Buku kecil ini mempunyai bahan-bahan yang sangat berguna. Ketiga bab pertamanya meyakinkan kita akan kepentingan dan kekuatan Kitab Suci dalam hidup kita, dan juga mengingatkan kita akan bahaya-bahaya dan kesalahan-kesalahan dalam penafsiran. Kemudian, dipaparkan tiga prinsip utama Gereja dalam penafsiran Kitab Suci. Ada juga sebuah pengantar akan praktek “lectio divina” yang mempunyai kepentingan khusus, seperti juga diberikan dalam sinode Bombay pada tahun 2001, dan juga Mid Term Assembly pada tahun 2006, telah diberi prioritas dalam Keuskupan Agung itu untuk direnungkan. Tahap keempat dari Lectio Divina – yaitu “contemplatio” mengundang kita untuk duduk dengan tenang di hadapan Kitab Suci, sehingga memungkinnya untuk merasuki kedalaman batin dalam kehidupan kita sehari-hari. Hal ini hanya bisa terjadi dalam keheningan. Orang yang mau mendalami Kitab Suci harus belajar untuk meluangkan waktu-waktu hening yang tepat bagi pembelajaran Kitab Suci mereka. Ada juga empat contoh pembelajaran Kitab Suci yang menarik, informatif dan edukatif.

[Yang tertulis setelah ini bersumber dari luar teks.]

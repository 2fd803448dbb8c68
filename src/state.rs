//! Mutable state bag threaded through the steps of one run.
//!
//! [`WorkflowState`] holds the immutable run inputs, a set of named, typed
//! result slots, and an append-only error log. Slots are statically
//! enumerable: a step either fully populates its slot or leaves it absent
//! and appends an error. The state is owned by exactly one run and is
//! finalized into an immutable [`RunResult`] when the run completes.

use crate::flow::CampaignFlow;
use crate::package::{AssetBundle, SocialCaptions};
use crate::strategy::ContentStrategy;
use crate::types::{
    AdCopyVariant, BrandProfile, CampaignParameters, CampaignPlan, ImageAsset, MessageUnit,
    RunResult, UgcScript,
};
use chrono::Utc;

/// The state bag for one workflow run.
#[derive(Debug, Clone)]
pub struct WorkflowState {
    /// Run inputs. Immutable once the run starts.
    pub parameters: CampaignParameters,
    /// Brand profile for the run. Set before the first step; read-only after.
    pub brand_profile: Option<BrandProfile>,

    // Result slots, populated by steps in sequence order.
    pub campaign_plan: Option<CampaignPlan>,
    pub content_strategy: Option<ContentStrategy>,
    pub emails: Option<Vec<MessageUnit>>,
    pub sms: Option<Vec<MessageUnit>>,
    pub visuals: Option<Vec<ImageAsset>>,
    pub ad_copy: Option<Vec<AdCopyVariant>>,
    pub social_captions: Option<SocialCaptions>,
    pub images: Option<Vec<ImageAsset>>,
    pub ugc_scripts: Option<Vec<UgcScript>>,
    pub email_assets: Option<Vec<ImageAsset>>,
    pub campaign_flow: Option<CampaignFlow>,
    pub asset_bundle: Option<AssetBundle>,

    /// Append-only step error log; order reflects execution order.
    pub errors: Vec<String>,
}

impl WorkflowState {
    /// Create a fresh state with only the inputs populated.
    pub fn new(parameters: CampaignParameters) -> Self {
        Self {
            parameters,
            brand_profile: None,
            campaign_plan: None,
            content_strategy: None,
            emails: None,
            sms: None,
            visuals: None,
            ad_copy: None,
            social_captions: None,
            images: None,
            ugc_scripts: None,
            email_assets: None,
            campaign_flow: None,
            asset_bundle: None,
            errors: Vec::new(),
        }
    }

    pub fn with_profile(mut self, profile: BrandProfile) -> Self {
        self.brand_profile = Some(profile);
        self
    }

    /// Append a step error. Errors are never cleared.
    pub fn push_error(&mut self, message: impl Into<String>) {
        self.errors.push(message.into());
    }

    /// Names of the populated result slots, in declaration order.
    pub fn populated_slots(&self) -> Vec<&'static str> {
        let mut slots = Vec::new();
        if self.campaign_plan.is_some() {
            slots.push("campaign_plan");
        }
        if self.content_strategy.is_some() {
            slots.push("content_strategy");
        }
        if self.emails.is_some() {
            slots.push("emails");
        }
        if self.sms.is_some() {
            slots.push("sms");
        }
        if self.visuals.is_some() {
            slots.push("visuals");
        }
        if self.ad_copy.is_some() {
            slots.push("ad_copy");
        }
        if self.social_captions.is_some() {
            slots.push("social_captions");
        }
        if self.images.is_some() {
            slots.push("images");
        }
        if self.ugc_scripts.is_some() {
            slots.push("ugc_scripts");
        }
        if self.email_assets.is_some() {
            slots.push("email_assets");
        }
        if self.campaign_flow.is_some() {
            slots.push("campaign_flow");
        }
        if self.asset_bundle.is_some() {
            slots.push("asset_bundle");
        }
        slots
    }

    /// Finalize the state into an immutable run result, stamped now.
    pub fn into_result(self) -> RunResult {
        RunResult {
            timestamp: Utc::now(),
            parameters: self.parameters,
            brand_profile: self.brand_profile,
            campaign_plan: self.campaign_plan,
            content_strategy: self.content_strategy,
            emails: self.emails,
            sms: self.sms,
            visuals: self.visuals,
            ad_copy: self.ad_copy,
            social_captions: self.social_captions,
            images: self.images,
            ugc_scripts: self.ugc_scripts,
            email_assets: self.email_assets,
            campaign_flow: self.campaign_flow,
            asset_bundle: self.asset_bundle,
            errors: self.errors,
        }
    }
}
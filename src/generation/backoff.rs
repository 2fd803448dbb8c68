//! Transport-level retry with exponential backoff and jitter.
//!
//! [`BackoffConfig`] controls how transient provider errors (429, 5xx) are
//! retried with increasing delays. Generation providers rate-limit hard on
//! free tiers, so the default for campaign runs is [`BackoffConfig::standard`].

use std::time::Duration;

/// Configuration for transport-level retry with exponential backoff.
///
/// Handles transient HTTP errors (429 rate limit, 5xx server errors,
/// connection timeouts) by retrying with increasing delays. Once the budget
/// is exhausted the error propagates to the step boundary, where the engine
/// converts it into a run error-log entry.
///
/// # Example
///
/// ```
/// use campaign_pipeline::generation::BackoffConfig;
///
/// let none = BackoffConfig::none();
/// assert_eq!(none.max_retries, 0);
///
/// let standard = BackoffConfig::standard();
/// assert_eq!(standard.max_retries, 3);
/// ```
#[derive(Debug, Clone)]
pub struct BackoffConfig {
    /// Maximum number of transport retries. Default: 0 (no retry).
    pub max_retries: u32,

    /// Initial delay before the first retry. Default: 1 second.
    pub initial_delay: Duration,

    /// Multiplier applied to the delay after each retry. Default: 2.0.
    pub multiplier: f64,

    /// Cap on the delay between retries. Default: 60 seconds.
    pub max_delay: Duration,

    /// Jitter strategy. Default: Full.
    pub jitter: JitterStrategy,

    /// HTTP status codes that trigger retry. Default: `[429, 500, 502, 503, 504]`.
    pub retryable_statuses: Vec<u16>,

    /// Whether to respect `Retry-After` headers from the provider.
    /// Default: `true`.
    pub respect_retry_after: bool,
}

/// Jitter strategy to prevent thundering herd on shared rate limits.
#[derive(Debug, Clone, Copy, PartialEq, Eq)]
pub enum JitterStrategy {
    /// No jitter. Delay is exactly the calculated value.
    None,

    /// Full jitter: random value in `[0, calculated_delay]`.
    Full,

    /// Equal jitter: `calculated_delay/2 + random in [0, calculated_delay/2]`.
    Equal,
}

impl BackoffConfig {
    /// No transport retry, for tests or callers handling errors themselves.
    pub fn none() -> Self {
        Self {
            max_retries: 0,
            ..Self::standard()
        }
    }

    /// Sensible defaults for hosted generation APIs: 3 retries, 1s initial,
    /// 2x multiplier, 60s cap, full jitter, respects Retry-After.
    pub fn standard() -> Self {
        Self {
            max_retries: 3,
            initial_delay: Duration::from_secs(1),
            multiplier: 2.0,
            max_delay: Duration::from_secs(60),
            jitter: JitterStrategy::Full,
            retryable_statuses: vec![429, 500, 502, 503, 504],
            respect_retry_after: true,
        }
    }

    /// Patient retry for heavily rate-limited tiers: 5 retries, 2s initial.
    pub fn rate_limited() -> Self {
        Self {
            max_retries: 5,
            initial_delay: Duration::from_secs(2),
            multiplier: 2.0,
            max_delay: Duration::from_secs(120),
            jitter: JitterStrategy::Full,
            retryable_statuses: vec![429, 500, 502, 503, 504],
            respect_retry_after: true,
        }
    }

    /// Calculate the delay for attempt N (0-indexed).
    ///
    /// The base delay is `initial_delay * multiplier^attempt`, capped at
    /// `max_delay`, then jittered per the configured strategy.
    pub fn delay_for_attempt(&self, attempt: u32) -> Duration {
        let base = self.initial_delay.as_secs_f64() * self.multiplier.powi(attempt as i32);
        let capped = base.min(self.max_delay.as_secs_f64());

        let jittered = match self.jitter {
            JitterStrategy::None => capped,
            JitterStrategy::Full => fastrand::f64() * capped,
            JitterStrategy::Equal => capped / 2.0 + fastrand::f64() * (capped / 2.0),
        };

        Duration::from_secs_f64(jittered)
    }
}

impl Default for BackoffConfig {
    fn default() -> Self {
        Self::none()
    }
}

Saya merekomendasikan buku kecil ini sebagai pengantar yang sangat baik bagi pembelajaran Kitab Suci. Dengan demikian, hal itu akan memenuhi harapan para pengarangnya yang ingin memberikan suatu buku sumber untuk mempersiapkan dan mengantar umat beriman dalam mengikuti Sinode yang akan datang ini. Semoga buku kecil ini sungguh membantu kita, seperti dikemukakan dalam pendahuluannya, “… untuk menemukan lagi harta berlimpah yang dianugerahkan Allah pada Gereja.” Semoga buku ini membantu orang-orang Katolik pada umumnya untuk makin jatuh cinta pada Sabda Allah, dan “… mengalami kehidupan baru yang sungguh berarti melalui ‘makanan harian’ yang mereka baca, pelajari dan doakan!”